Building new windows to view proteostasis in health and disease
Protein aggregation is a central pathological hallmark of most of the major neurodegenerative diseases. My lab has been developing new tools and approaches to understand the molecular sequence of events that leads up to intracellular aggregation and how this process negatively impacts on cellular functioning. The approaches have been from two fronts. First is unmasking which molecular changes can be attributed to distinct steps of the aggregation process using cellular models of Huntington Disease. Second is defining the effectiveness of protein homeostasis systems (or proteostasis) and how this is influenced under settings of protein folding stress and protein aggregation. I will discuss our unpublished new methods and approaches and surprising insights we found from these approaches that challenge some of the long standing dogmas in the field.

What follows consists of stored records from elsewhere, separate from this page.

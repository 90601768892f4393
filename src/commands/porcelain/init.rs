use crate::areas::repository::Repository;
use anyhow::Context;
use std::fmt;
use std::fs;
use std::path::PathBuf;

const DEFAULT_BRANCH: &str = "master";

#[derive(Debug, Clone, PartialEq, Eq)]
pub enum InitStep {
    CreateDirectory(PathBuf),
    WriteHead(PathBuf),
}

impl fmt::Display for InitStep {
    fn fmt(&self, f: &mut fmt::Formatter<'_>) -> fmt::Result {
        match self {
            InitStep::CreateDirectory(path) => write!(f, "create directory {}", path.display()),
            InitStep::WriteHead(path) => write!(f, "write {}", path.display()),
        }
    }
}

#[derive(Debug)]
pub struct InitFailure {
    pub step: InitStep,
    pub error: anyhow::Error,
}

/// Steps of an init that could not be completed.
#[derive(Debug, Default)]
pub struct InitReport {
    pub failures: Vec<InitFailure>,
}

impl InitReport {
    pub fn is_success(&self) -> bool {
        self.failures.is_empty()
    }

    fn attempt(&mut self, step: InitStep, action: impl FnOnce() -> anyhow::Result<()>) {
        if let Err(error) = action() {
            tracing::warn!("failed to {}: {:#}", step, error);
            self.failures.push(InitFailure { step, error });
        }
    }
}

impl Repository {
    /// Create the repository skeleton and point HEAD at the default branch.
    ///
    /// Every step is attempted even when an earlier one fails, so that
    /// re-running init on a partially created repository fills in the gaps.
    pub fn init(&self) -> anyhow::Result<InitReport> {
        let mut report = InitReport::default();

        let directories = [
            self.path().to_path_buf(),
            self.database().objects_path().to_path_buf(),
            self.refs().refs_path().to_path_buf(),
        ];
        for directory in directories {
            report.attempt(InitStep::CreateDirectory(directory.clone()), || {
                fs::create_dir_all(&directory)
                    .with_context(|| format!("Failed to create {} directory", directory.display()))
            });
        }

        report.attempt(InitStep::WriteHead(self.refs().head_path().to_path_buf()), || {
            self.refs()
                .set_head(DEFAULT_BRANCH)
                .context("Failed to create initial HEAD reference")
        });

        if report.is_success() {
            let root = self
                .path()
                .canonicalize()
                .unwrap_or_else(|_| self.path().to_path_buf());
            writeln!(
                self.writer(),
                "Initialized empty Git repository in {}",
                root.display()
            )?;
        }

        Ok(report)
    }
}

Biography: Danny Hatters runs a research program on the mechanisms of toxicity in neurodegenerative disease with a particular focus on building new molecular tools, and using these to decipher mechanisms of protein quality control, protein misfolding and aggregation in these diseases. Danny received his PhD from the University of Melbourne, 2002 and then undertook a postdoctoral fellowship at the Gladstone Institutes of Cardiovascular and Neurological Diseases and University of California, San Francisco. He rejoined the Department of Biochemistry and Molecular Biology at the University of Melbourne as the CR Roper Fellow in March 2007. In 2009 he was awarded a Grimwade Fellowship and then in 2012 an ARC Future Fellowship. In 2015 he was promoted to Associate Professor, and in 2017 appointed as Deputy Head of Department.